### What you need to do
Look for "Instant" in each line of the records, and copy the lines that have it.

Saved data entries

===============

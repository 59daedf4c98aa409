use hrpc_common::protocol::error::Result;
use hrpc_common::protocol::{Params, Request};
use serde::de::DeserializeOwned;

use crate::client::HrpcClient;

/// Stand-in for a remote service.
///
/// Typed interfaces are thin wrappers that forward to [`invoke`](Self::invoke):
///
/// ```rust,no_run
/// use hrpc_client::ServiceProxy;
/// use hrpc_common::Result;
///
/// struct Calculator(ServiceProxy);
///
/// impl Calculator {
///     async fn add(&self, a: i64, b: i64) -> Result<i64> {
///         self.0.invoke("add", (a, b)).await
///     }
/// }
/// ```
#[derive(Clone)]
pub struct ServiceProxy {
    client: HrpcClient,
    service: String,
}

impl ServiceProxy {
    pub(crate) fn new(client: HrpcClient, service: String) -> Self {
        Self { client, service }
    }

    pub fn service(&self) -> &str {
        &self.service
    }

    /// Invokes `method` with `params` and decodes the result as `R`.
    ///
    /// The server picks the handler by method name and the wire type names of
    /// `P`, so the parameter tuple must match the handler's signature exactly.
    pub async fn invoke<P, R>(&self, method: &str, params: P) -> Result<R>
    where
        P: Params,
        R: DeserializeOwned,
    {
        let codec = *self.client.format();
        let request = Request::with_params(&self.service, method, &params, &codec)?;
        let result = self.client.call(request).await?;
        codec.deserialize(&result)
    }
}
use std::fmt;
use std::sync::atomic::{AtomicU8, Ordering};

/// Lifecycle of one physical connection, shared by client and server.
///
/// `Open` is the only state in which frames are read or written. Any I/O or
/// protocol error moves the connection through `Closing` to `Closed`.
#[derive(Debug, Clone, Copy, PartialEq, Eq, Hash)]
#[repr(u8)]
pub enum ConnectionState {
    Connecting = 0,
    Open = 1,
    Closing = 2,
    Closed = 3,
}

impl ConnectionState {
    fn from_u8(value: u8) -> Self {
        match value {
            0 => ConnectionState::Connecting,
            1 => ConnectionState::Open,
            2 => ConnectionState::Closing,
            _ => ConnectionState::Closed,
        }
    }
}

impl fmt::Display for ConnectionState {
    fn fmt(&self, f: &mut fmt::Formatter<'_>) -> fmt::Result {
        let name = match self {
            ConnectionState::Connecting => "connecting",
            ConnectionState::Open => "open",
            ConnectionState::Closing => "closing",
            ConnectionState::Closed => "closed",
        };
        f.write_str(name)
    }
}

/// Atomic holder for a [`ConnectionState`].
#[derive(Debug)]
pub struct StateCell(AtomicU8);

impl StateCell {
    pub fn new(state: ConnectionState) -> Self {
        Self(AtomicU8::new(state as u8))
    }

    pub fn get(&self) -> ConnectionState {
        ConnectionState::from_u8(self.0.load(Ordering::Acquire))
    }

    pub fn is_open(&self) -> bool {
        self.get() == ConnectionState::Open
    }

    /// Moves from `from` to `to`; returns false if the state was not `from`.
    pub fn transition(&self, from: ConnectionState, to: ConnectionState) -> bool {
        self.0
            .compare_exchange(from as u8, to as u8, Ordering::AcqRel, Ordering::Acquire)
            .is_ok()
    }

    /// Starts closing from any state short of `Closing`.
    ///
    /// Returns true for exactly one caller, so cleanup runs once even when the
    /// reader and the writer fail at the same time.
    pub fn begin_close(&self) -> bool {
        let mut current = self.0.load(Ordering::Acquire);
        loop {
            if current >= ConnectionState::Closing as u8 {
                return false;
            }
            match self.0.compare_exchange(
                current,
                ConnectionState::Closing as u8,
                Ordering::AcqRel,
                Ordering::Acquire,
            ) {
                Ok(_) => return true,
                Err(actual) => current = actual,
            }
        }
    }

    pub fn finish_close(&self) {
        self.0.store(ConnectionState::Closed as u8, Ordering::Release);
    }
}
use bytes::{Buf, BufMut, Bytes, BytesMut};
use serde::de::DeserializeOwned;
use serde::Serialize;
use std::fmt;
use std::marker::PhantomData;
use std::str::FromStr;
use tokio_util::codec::{Decoder, Encoder};

use crate::protocol::error::{HrpcError, Result};

/// Size of the big-endian `u32` length prefix in front of every frame.
pub const LENGTH_PREFIX_LEN: usize = 4;

/// Default upper bound for a single frame payload (16 MB).
pub const DEFAULT_MAX_FRAME_SIZE: usize = 16 * 1024 * 1024;

/// Payload serializer used inside frames.
///
/// The serializer only knows how to turn a declared value type into bytes and
/// back; it has no notion of requests or responses.
///
/// # Example
///
/// ```
/// use hrpc_common::transport::PayloadCodec;
///
/// let codec = PayloadCodec::json();
/// let bytes = codec.serialize(&vec![1u32, 2, 3]).unwrap();
/// let back: Vec<u32> = codec.deserialize(&bytes).unwrap();
/// assert_eq!(back, vec![1, 2, 3]);
/// ```
#[derive(Debug, Clone, Copy, PartialEq, Eq)]
pub enum PayloadCodec {
    /// Human-readable JSON, useful when inspecting traffic
    Json(JsonCodec),
    /// Compact binary encoding (default)
    Postcard(PostcardCodec),
}

impl PayloadCodec {
    pub fn json() -> Self {
        PayloadCodec::Json(JsonCodec)
    }

    pub fn postcard() -> Self {
        PayloadCodec::Postcard(PostcardCodec)
    }

    pub fn name(&self) -> &'static str {
        match self {
            PayloadCodec::Json(_) => "json",
            PayloadCodec::Postcard(_) => "postcard",
        }
    }

    pub fn serialize<T: Serialize + ?Sized>(&self, value: &T) -> Result<Vec<u8>> {
        match self {
            PayloadCodec::Json(_) => JsonCodec::serialize(value),
            PayloadCodec::Postcard(_) => PostcardCodec::serialize(value),
        }
    }

    pub fn deserialize<T: DeserializeOwned>(&self, data: &[u8]) -> Result<T> {
        match self {
            PayloadCodec::Json(_) => JsonCodec::deserialize(data),
            PayloadCodec::Postcard(_) => PostcardCodec::deserialize(data),
        }
    }
}

impl Default for PayloadCodec {
    fn default() -> Self {
        Self::postcard()
    }
}

impl fmt::Display for PayloadCodec {
    fn fmt(&self, f: &mut fmt::Formatter<'_>) -> fmt::Result {
        f.write_str(self.name())
    }
}

impl FromStr for PayloadCodec {
    type Err = String;

    fn from_str(s: &str) -> std::result::Result<Self, Self::Err> {
        match s.to_ascii_lowercase().as_str() {
            "json" => Ok(Self::json()),
            "postcard" => Ok(Self::postcard()),
            other => Err(format!("unknown payload format '{}' (expected json or postcard)", other)),
        }
    }
}

/// JSON payload encoding.
#[derive(Debug, Clone, Copy, PartialEq, Eq, Default)]
pub struct JsonCodec;

impl JsonCodec {
    pub fn serialize<T: Serialize + ?Sized>(value: &T) -> Result<Vec<u8>> {
        Ok(serde_json::to_vec(value)?)
    }

    pub fn deserialize<T: DeserializeOwned>(data: &[u8]) -> Result<T> {
        Ok(serde_json::from_slice(data)?)
    }
}

/// Postcard payload encoding.
#[derive(Debug, Clone, Copy, PartialEq, Eq, Default)]
pub struct PostcardCodec;

impl PostcardCodec {
    pub fn serialize<T: Serialize + ?Sized>(value: &T) -> Result<Vec<u8>> {
        Ok(postcard::to_allocvec(value)?)
    }

    pub fn deserialize<T: DeserializeOwned>(data: &[u8]) -> Result<T> {
        Ok(postcard::from_bytes(data)?)
    }
}

/// One length-prefixed unit on the wire.
///
/// The length is fixed when the frame is built from an already serialized
/// payload, before anything is written.
#[derive(Debug, Clone, PartialEq, Eq)]
pub struct Frame {
    length: u32,
    payload: Bytes,
}

impl Frame {
    fn new(payload: Bytes) -> Self {
        Self {
            length: payload.len() as u32,
            payload,
        }
    }

    pub fn length(&self) -> u32 {
        self.length
    }

    pub fn payload(&self) -> &Bytes {
        &self.payload
    }

    /// Writes `[length][payload]` into `dst`.
    pub fn write_to(&self, dst: &mut BytesMut) {
        dst.reserve(LENGTH_PREFIX_LEN + self.payload.len());
        dst.put_u32(self.length);
        dst.extend_from_slice(&self.payload);
    }

    /// The full wire representation, prefix included.
    pub fn to_bytes(&self) -> Bytes {
        let mut buf = BytesMut::with_capacity(LENGTH_PREFIX_LEN + self.payload.len());
        self.write_to(&mut buf);
        buf.freeze()
    }
}

/// Length-prefixed framing around a [`PayloadCodec`].
///
/// Wire format: `[4-byte length as u32 big-endian] + [payload]`.
///
/// Decoding is restartable: when the buffer holds less than a full frame,
/// [`decode`](Self::decode) returns `Ok(None)` and leaves the buffer untouched
/// so the caller can retry once more bytes have arrived.
///
/// # Example
///
/// ```
/// use bytes::BytesMut;
/// use hrpc_common::transport::WireCodec;
///
/// let codec = WireCodec::default();
/// let frame = codec.encode(&"hello".to_string()).unwrap();
///
/// let mut buf = BytesMut::from(&frame.to_bytes()[..]);
/// let value: Option<String> = codec.decode(&mut buf).unwrap();
/// assert_eq!(value.as_deref(), Some("hello"));
/// assert!(buf.is_empty());
/// ```
#[derive(Debug, Clone, Copy, PartialEq, Eq)]
pub struct WireCodec {
    payload: PayloadCodec,
    max_frame_size: usize,
}

impl WireCodec {
    /// `max_frame_size` is capped at `u32::MAX`, the largest length the prefix can carry.
    pub fn new(payload: PayloadCodec, max_frame_size: usize) -> Self {
        Self {
            payload,
            max_frame_size: max_frame_size.min(u32::MAX as usize),
        }
    }

    pub fn payload(&self) -> &PayloadCodec {
        &self.payload
    }

    pub fn max_frame_size(&self) -> usize {
        self.max_frame_size
    }

    /// Serializes `value` and wraps it in a frame.
    ///
    /// # Errors
    ///
    /// Fails with [`HrpcError::Protocol`] if the payload exceeds the maximum
    /// frame size; nothing has been written at that point, so only this value
    /// is affected.
    pub fn encode<T: Serialize + ?Sized>(&self, value: &T) -> Result<Frame> {
        let payload = self.payload.serialize(value)?;
        if payload.len() > self.max_frame_size {
            return Err(HrpcError::Protocol(format!(
                "Frame too large: {} bytes (max {} bytes)",
                payload.len(),
                self.max_frame_size
            )));
        }
        Ok(Frame::new(Bytes::from(payload)))
    }

    /// Decodes one value from the front of `src`.
    ///
    /// Returns `Ok(None)` when `src` does not yet hold a complete frame. On
    /// success exactly one frame is consumed, leaving any following bytes in
    /// place.
    ///
    /// # Errors
    ///
    /// Fails with [`HrpcError::Protocol`] when the length prefix exceeds the
    /// maximum frame size or the payload cannot be decoded. Both are fatal for
    /// the connection.
    pub fn decode<T: DeserializeOwned>(&self, src: &mut BytesMut) -> Result<Option<T>> {
        if src.len() < LENGTH_PREFIX_LEN {
            return Ok(None);
        }

        let mut prefix = [0u8; LENGTH_PREFIX_LEN];
        prefix.copy_from_slice(&src[..LENGTH_PREFIX_LEN]);
        let length = u32::from_be_bytes(prefix) as usize;

        if length > self.max_frame_size {
            return Err(HrpcError::Protocol(format!(
                "Frame too large: {} bytes (max {} bytes)",
                length, self.max_frame_size
            )));
        }

        let frame_len = LENGTH_PREFIX_LEN + length;
        if src.len() < frame_len {
            src.reserve(frame_len - src.len());
            return Ok(None);
        }

        src.advance(LENGTH_PREFIX_LEN);
        let payload = src.split_to(length);
        let value = self
            .payload
            .deserialize(&payload)
            .map_err(|e| HrpcError::Protocol(format!("Undecodable {} payload: {}", self.payload, e)))?;

        Ok(Some(value))
    }
}

impl Default for WireCodec {
    fn default() -> Self {
        Self::new(PayloadCodec::default(), DEFAULT_MAX_FRAME_SIZE)
    }
}

impl Encoder<Frame> for WireCodec {
    type Error = HrpcError;

    fn encode(&mut self, frame: Frame, dst: &mut BytesMut) -> Result<()> {
        frame.write_to(dst);
        Ok(())
    }
}

/// `tokio_util` decoder yielding values of type `T` from a byte stream.
///
/// Client connections decode `Response`s, server connections decode `Request`s;
/// the direction decides the type, the frame carries no tag.
pub struct FrameDecoder<T> {
    wire: WireCodec,
    _marker: PhantomData<fn() -> T>,
}

impl<T> FrameDecoder<T> {
    pub fn new(wire: WireCodec) -> Self {
        Self {
            wire,
            _marker: PhantomData,
        }
    }
}

impl<T: DeserializeOwned> Decoder for FrameDecoder<T> {
    type Item = T;
    type Error = HrpcError;

    fn decode(&mut self, src: &mut BytesMut) -> Result<Option<T>> {
        self.wire.decode(src)
    }
}
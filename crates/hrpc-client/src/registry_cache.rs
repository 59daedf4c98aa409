use async_trait::async_trait;
use dashmap::DashMap;
use hrpc_common::protocol::error::Result;
use hrpc_common::registry::ServiceRegistry;
use std::sync::Arc;
use std::time::{Duration, Instant};

/// Caches registry lookups for a fixed time.
///
/// With `ttl` set to `None` every lookup goes to the backing registry.
pub struct CachedRegistry {
    inner: Arc<dyn ServiceRegistry>,
    ttl: Option<Duration>,
    cache: DashMap<String, (String, Instant)>,
}

impl CachedRegistry {
    pub fn new(inner: Arc<dyn ServiceRegistry>, ttl: Option<Duration>) -> Self {
        Self {
            inner,
            ttl,
            cache: DashMap::new(),
        }
    }

    /// Forgets the cached address of `service`.
    pub fn invalidate(&self, service: &str) {
        if self.cache.remove(service).is_some() {
            tracing::debug!(service, "Invalidated cached address");
        }
    }

    fn cached(&self, service: &str) -> Option<String> {
        let ttl = self.ttl?;
        let entry = self.cache.get(service)?;
        let (address, fetched_at) = entry.value();
        let fresh = fetched_at.elapsed() < ttl;
        fresh.then(|| address.clone())
    }
}

#[async_trait]
impl ServiceRegistry for CachedRegistry {
    async fn register(&self, service: &str, address: &str) -> Result<()> {
        self.inner.register(service, address).await?;
        self.invalidate(service);
        Ok(())
    }

    async fn lookup(&self, service: &str) -> Result<String> {
        if let Some(address) = self.cached(service) {
            return Ok(address);
        }

        let address = self.inner.lookup(service).await?;
        if self.ttl.is_some() {
            self.cache
                .insert(service.to_string(), (address.clone(), Instant::now()));
        }
        Ok(address)
    }
}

===============

### Solution for this task
use std::time::{Duration, Instant};
    cache: DashMap<String, (String, Instant)>,
                .insert(service.to_string(), (address.clone(), Instant::now()));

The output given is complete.